START SUPPLIED INFORMATION
//! Per-move transitions. Every check runs before the first mutation, so a
//! rejected move leaves the record untouched.

use super::board::{Position, Team};
use super::cards_types::Card;
use super::rules::{has_any_legal_move, validate_move, MoveKind, Verdict};
use super::sequence::check_win;
use super::state::{LastMove, PlayerId, SessionRecord, SessionStatus};
use crate::errors::domain::{DomainError, ValidationKind};

/// Who is submitting the move.
#[derive(Debug, Copy, Clone, Eq, PartialEq)]
pub enum Actor {
    Human,
    Bot,
}

#[derive(Debug, Clone, Eq, PartialEq)]
pub struct AppliedMove {
    pub player_id: PlayerId,
    pub card: Card,
    pub position: Option<Position>,
    pub kind: MoveKind,
    pub removed_team: Option<Team>,
    pub winner: Option<Team>,
    pub winning_cells: Vec<Position>,
    pub next_turn: Option<PlayerId>,
}

/// Checks shared by every turn action; returns the acting team.
fn check_turn(record: &SessionRecord, id: &PlayerId) -> Result<Team, DomainError> {
    match record.status {
        SessionStatus::Waiting => {
            return Err(DomainError::validation(
                ValidationKind::GameNotStarted,
                "session has not started",
            ))
        }
        SessionStatus::Finished => {
            return Err(DomainError::validation(
                ValidationKind::GameFinished,
                "session is finished",
            ))
        }
        SessionStatus::Playing => {}
    }
    let player = record.players.get(id).ok_or_else(|| {
        DomainError::validation(ValidationKind::PlayerNotFound, format!("{id} is not seated"))
    })?;
    if record.current_turn.as_ref() != Some(id) {
        return Err(DomainError::validation(
            ValidationKind::NotYourTurn,
            format!("it is not {id}'s turn"),
        ));
    }
    player
        .team
        .or_else(|| record.turn_slot(id).map(|s| s.team))
        .ok_or_else(|| DomainError::corruption(format!("{id} has no team")))
}

fn check_card_in_hand(record: &SessionRecord, id: &PlayerId, card: Card) -> Result<(), DomainError> {
    if record.player(id)?.hand.contains(&card) {
        Ok(())
    } else {
        Err(DomainError::validation(
            ValidationKind::CardNotInHand,
            format!("{card} is not in hand"),
        ))
    }
}

/// Take `card` out of the hand, draw a replacement, and apply the
/// bot-flag rule for human moves.
fn spend_card(
    record: &mut SessionRecord,
    id: &PlayerId,
    card: Card,
    actor: Actor,
) -> Result<(), DomainError> {
    let replacement = record.deck.draw(record.rng_seed);
    let player = record.player_mut(id)?;
    if let Some(idx) = player.hand.iter().position(|c| *c == card) {
        player.hand.remove(idx);
    }
    player.hand.extend(replacement);
    if actor == Actor::Human {
        player.is_bot = false;
    }
    Ok(())
}

/// Place or remove a marker.
pub fn apply_move(
    record: &mut SessionRecord,
    id: &PlayerId,
    card: Card,
    row: i32,
    col: i32,
    actor: Actor,
    now: i64,
) -> Result<AppliedMove, DomainError> {
    let team = check_turn(record, id)?;
    check_card_in_hand(record, id, card)?;
    let position = Position::try_new(row, col)?;
    let verdict = validate_move(card, position, &record.board, team);

    let mut applied = AppliedMove {
        player_id: id.clone(),
        card,
        position: Some(position),
        kind: MoveKind::Place,
        removed_team: None,
        winner: None,
        winning_cells: Vec::new(),
        next_turn: None,
    };

    match verdict {
        Verdict::Invalid => {
            return Err(DomainError::validation(
                ValidationKind::IllegalMove,
                format!("{card} cannot be used on ({row},{col})"),
            ))
        }
        Verdict::Place => {
            // The card sits on the board under the marker until removed.
            record.board.place(position, team, card)?;
            spend_card(record, id, card, actor)?;
            let win = check_win(&record.board, position, team);
            if win.won {
                record.status = SessionStatus::Finished;
                record.winner_team = Some(team);
                record.winning_sequence = win.cells.clone();
                applied.winner = Some(team);
                applied.winning_cells = win.cells;
            }
        }
        Verdict::Remove => {
            let chip = record.board.remove(position)?;
            record.deck.discard(card);
            record.deck.discard(chip.card);
            spend_card(record, id, card, actor)?;
            applied.kind = MoveKind::Remove;
            applied.removed_team = Some(chip.team);
        }
    }

    record.last_move = Some(LastMove {
        player_id: id.clone(),
        card,
        position: Some(position),
        kind: applied.kind,
        removed_team: applied.removed_team,
    });
    if record.status == SessionStatus::Playing {
        advance_turn(record, now);
    }
    applied.next_turn = record.current_turn.clone();
    Ok(applied)
}

/// Swap a card for a fresh one when nothing in hand can be played.
pub fn discard_when_stuck(
    record: &mut SessionRecord,
    id: &PlayerId,
    card: Card,
    actor: Actor,
    now: i64,
) -> Result<AppliedMove, DomainError> {
    let team = check_turn(record, id)?;
    check_card_in_hand(record, id, card)?;
    if has_any_legal_move(&record.player(id)?.hand, &record.board, team) {
        return Err(DomainError::validation(
            ValidationKind::HasLegalMove,
            "a legal move is available",
        ));
    }
    record.deck.discard(card);
    spend_card(record, id, card, actor)?;
    record.last_move = Some(LastMove {
        player_id: id.clone(),
        card,
        position: None,
        kind: MoveKind::Discard,
        removed_team: None,
    });
    advance_turn(record, now);
    Ok(AppliedMove {
        player_id: id.clone(),
        card,
        position: None,
        kind: MoveKind::Discard,
        removed_team: None,
        winner: None,
        winning_cells: Vec::new(),
        next_turn: record.current_turn.clone(),
    })
}

/// Skip a turn; only allowed with an empty hand (both piles exhausted).
pub fn pass_turn(record: &mut SessionRecord, id: &PlayerId, now: i64) -> Result<(), DomainError> {
    check_turn(record, id)?;
    if !record.player(id)?.hand.is_empty() {
        return Err(DomainError::validation(
            ValidationKind::IllegalMove,
            "cannot pass while holding cards",
        ));
    }
    advance_turn(record, now);
    Ok(())
}

/// Move the turn to the next present identity in turn order, wrapping and
/// skipping departed players. Resets the turn timer.
pub fn advance_turn(record: &mut SessionRecord, now: i64) {
    let n = record.turn_order.len();
    let base = record
        .current_turn
        .as_ref()
        .and_then(|id| record.turn_order.iter().position(|s| &s.player_id == id))
        .map_or(0, |i| i + 1);
    let next = (0..n)
        .map(|k| &record.turn_order[(base + k) % n].player_id)
        .find(|id| record.players.contains_key(*id))
        .cloned();
    record.current_turn = next;
    record.turn_started_at = Some(now);
}
//! Random AI player - makes random legal moves.
//!
//! Baseline for the simulator and a fallback when a heuristic is not wanted.
//! The RNG sits behind a `Mutex` because [`AiPlayer`] takes `&self`.

use std::sync::Mutex;

use rand::prelude::*;

use super::trait_def::{AiError, AiPlayer};
use crate::domain::{legal_moves, Board, CandidateMove, Card, Team};

pub struct RandomPlayer {
    rng: Mutex<StdRng>,
}

impl RandomPlayer {
    pub const NAME: &'static str = "RandomPlayer";
    pub const VERSION: &'static str = "1.0.0";

    /// `Some(seed)` for reproducible play, `None` for OS entropy.
    pub fn new(seed: Option<u64>) -> Self {
        let rng = match seed {
            Some(s) => StdRng::seed_from_u64(s),
            None => StdRng::from_os_rng(),
        };
        Self {
            rng: Mutex::new(rng),
        }
    }
}

impl AiPlayer for RandomPlayer {
    fn choose_move(
        &self,
        board: &Board,
        hand: &[Card],
        team: Team,
    ) -> Result<Option<CandidateMove>, AiError> {
        let moves = legal_moves(hand, board, team);
        if moves.is_empty() {
            return Ok(None);
        }

        let mut rng = self
            .rng
            .lock()
            .map_err(|e| AiError::Internal(format!("RNG lock poisoned: {e}")))?;
        Ok(moves.choose(&mut *rng).copied())
    }
}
END SUPPLIED INFORMATION
◆ YOUR INSTRUCTIONS:
Retype each of the records, word for word, with nothing added or dropped.

◆ EXERCISE RESULT:
//! Per-move transitions. Every check runs before the first mutation, so a
//! rejected move leaves the record untouched.

use super::board::{Position, Team};
use super::cards_types::Card;
use super::rules::{has_any_legal_move, validate_move, MoveKind, Verdict};
use super::sequence::check_win;
use super::state::{LastMove, PlayerId, SessionRecord, SessionStatus};
use crate::errors::domain::{DomainError, ValidationKind};

/// Who is submitting the move.
#[derive(Debug, Copy, Clone, Eq, PartialEq)]
pub enum Actor {
    Human,
    Bot,
}

#[derive(Debug, Clone, Eq, PartialEq)]
pub struct AppliedMove {
    pub player_id: PlayerId,
    pub card: Card,
    pub position: Option<Position>,
    pub kind: MoveKind,
    pub removed_team: Option<Team>,
    pub winner: Option<Team>,
    pub winning_cells: Vec<Position>,
    pub next_turn: Option<PlayerId>,
}

/// Checks shared by every turn action; returns the acting team.
fn check_turn(record: &SessionRecord, id: &PlayerId) -> Result<Team, DomainError> {
    match record.status {
        SessionStatus::Waiting => {
            return Err(DomainError::validation(
                ValidationKind::GameNotStarted,
                "session has not started",
            ))
        }
        SessionStatus::Finished => {
            return Err(DomainError::validation(
                ValidationKind::GameFinished,
                "session is finished",
            ))
        }
        SessionStatus::Playing => {}
    }
    let player = record.players.get(id).ok_or_else(|| {
        DomainError::validation(ValidationKind::PlayerNotFound, format!("{id} is not seated"))
    })?;
    if record.current_turn.as_ref() != Some(id) {
        return Err(DomainError::validation(
            ValidationKind::NotYourTurn,
            format!("it is not {id}'s turn"),
        ));
    }
    player
        .team
        .or_else(|| record.turn_slot(id).map(|s| s.team))
        .ok_or_else(|| DomainError::corruption(format!("{id} has no team")))
}

fn check_card_in_hand(record: &SessionRecord, id: &PlayerId, card: Card) -> Result<(), DomainError> {
    if record.player(id)?.hand.contains(&card) {
        Ok(())
    } else {
        Err(DomainError::validation(
            ValidationKind::CardNotInHand,
            format!("{card} is not in hand"),
        ))
    }
}

/// Take `card` out of the hand, draw a replacement, and apply the
/// bot-flag rule for human moves.
fn spend_card(
    record: &mut SessionRecord,
    id: &PlayerId,
    card: Card,
    actor: Actor,
) -> Result<(), DomainError> {
    let replacement = record.deck.draw(record.rng_seed);
    let player = record.player_mut(id)?;
    if let Some(idx) = player.hand.iter().position(|c| *c == card) {
        player.hand.remove(idx);
    }
    player.hand.extend(replacement);
    if actor == Actor::Human {
        player.is_bot = false;
    }
    Ok(())
}

/// Place or remove a marker.
pub fn apply_move(
    record: &mut SessionRecord,
    id: &PlayerId,
    card: Card,
    row: i32,
    col: i32,
    actor: Actor,
    now: i64,
) -> Result<AppliedMove, DomainError> {
    let team = check_turn(record, id)?;
    check_card_in_hand(record, id, card)?;
    let position = Position::try_new(row, col)?;
    let verdict = validate_move(card, position, &record.board, team);

    let mut applied = AppliedMove {
        player_id: id.clone(),
        card,
        position: Some(position),
        kind: MoveKind::Place,
        removed_team: None,
        winner: None,
        winning_cells: Vec::new(),
        next_turn: None,
    };

    match verdict {
        Verdict::Invalid => {
            return Err(DomainError::validation(
                ValidationKind::IllegalMove,
                format!("{card} cannot be used on ({row},{col})"),
            ))
        }
        Verdict::Place => {
            // The card sits on the board under the marker until removed.
            record.board.place(position, team, card)?;
            spend_card(record, id, card, actor)?;
            let win = check_win(&record.board, position, team);
            if win.won {
                record.status = SessionStatus::Finished;
                record.winner_team = Some(team);
                record.winning_sequence = win.cells.clone();
                applied.winner = Some(team);
                applied.winning_cells = win.cells;
            }
        }
        Verdict::Remove => {
            let chip = record.board.remove(position)?;
            record.deck.discard(card);
            record.deck.discard(chip.card);
            spend_card(record, id, card, actor)?;
            applied.kind = MoveKind::Remove;
            applied.removed_team = Some(chip.team);
        }
    }

    record.last_move = Some(LastMove {
        player_id: id.clone(),
        card,
        position: Some(position),
        kind: applied.kind,
        removed_team: applied.removed_team,
    });
    if record.status == SessionStatus::Playing {
        advance_turn(record, now);
    }
    applied.next_turn = record.current_turn.clone();
    Ok(applied)
}

/// Swap a card for a fresh one when nothing in hand can be played.
pub fn discard_when_stuck(
    record: &mut SessionRecord,
    id: &PlayerId,
    card: Card,
    actor: Actor,
    now: i64,
) -> Result<AppliedMove, DomainError> {
    let team = check_turn(record, id)?;
    check_card_in_hand(record, id, card)?;
    if has_any_legal_move(&record.player(id)?.hand, &record.board, team) {
        return Err(DomainError::validation(
            ValidationKind::HasLegalMove,
            "a legal move is available",
        ));
    }
    record.deck.discard(card);
    spend_card(record, id, card, actor)?;
    record.last_move = Some(LastMove {
        player_id: id.clone(),
        card,
        position: None,
        kind: MoveKind::Discard,
        removed_team: None,
    });
    advance_turn(record, now);
    Ok(AppliedMove {
        player_id: id.clone(),
        card,
        position: None,
        kind: MoveKind::Discard,
        removed_team: None,
        winner: None,
        winning_cells: Vec::new(),
        next_turn: record.current_turn.clone(),
    })
}

/// Skip a turn; only allowed with an empty hand (both piles exhausted).
pub fn pass_turn(record: &mut SessionRecord, id: &PlayerId, now: i64) -> Result<(), DomainError> {
    check_turn(record, id)?;
    if !record.player(id)?.hand.is_empty() {
        return Err(DomainError::validation(
            ValidationKind::IllegalMove,
            "cannot pass while holding cards",
        ));
    }
    advance_turn(record, now);
    Ok(())
}

/// Move the turn to the next present identity in turn order, wrapping and
/// skipping departed players. Resets the turn timer.
pub fn advance_turn(record: &mut SessionRecord, now: i64) {
    let n = record.turn_order.len();
    let base = record
        .current_turn
        .as_ref()
        .and_then(|id| record.turn_order.iter().position(|s| &s.player_id == id))
        .map_or(0, |i| i + 1);
    let next = (0..n)
        .map(|k| &record.turn_order[(base + k) % n].player_id)
        .find(|id| record.players.contains_key(*id))
        .cloned();
    record.current_turn = next;
    record.turn_started_at = Some(now);
}
//! Random AI player - makes random legal moves.
//!
//! Baseline for the simulator and a fallback when a heuristic is not wanted.
//! The RNG sits behind a `Mutex` because [`AiPlayer`] takes `&self`.

use std::sync::Mutex;

use rand::prelude::*;

use super::trait_def::{AiError, AiPlayer};
use crate::domain::{legal_moves, Board, CandidateMove, Card, Team};

pub struct RandomPlayer {
    rng: Mutex<StdRng>,
}

impl RandomPlayer {
    pub const NAME: &'static str = "RandomPlayer";
    pub const VERSION: &'static str = "1.0.0";

    /// `Some(seed)` for reproducible play, `None` for OS entropy.
    pub fn new(seed: Option<u64>) -> Self {
        let rng = match seed {
            Some(s) => StdRng::seed_from_u64(s),
            None => StdRng::from_os_rng(),
        };
        Self {
            rng: Mutex::new(rng),
        }
    }
}

impl AiPlayer for RandomPlayer {
    fn choose_move(
        &self,
        board: &Board,
        hand: &[Card],
        team: Team,
    ) -> Result<Option<CandidateMove>, AiError> {
        let moves = legal_moves(hand, board, team);
        if moves.is_empty() {
            return Ok(None);
        }

        let mut rng = self
            .rng
            .lock()
            .map_err(|e| AiError::Internal(format!("RNG lock poisoned: {e}")))?;
        Ok(moves.choose(&mut *rng).copied())
    }
}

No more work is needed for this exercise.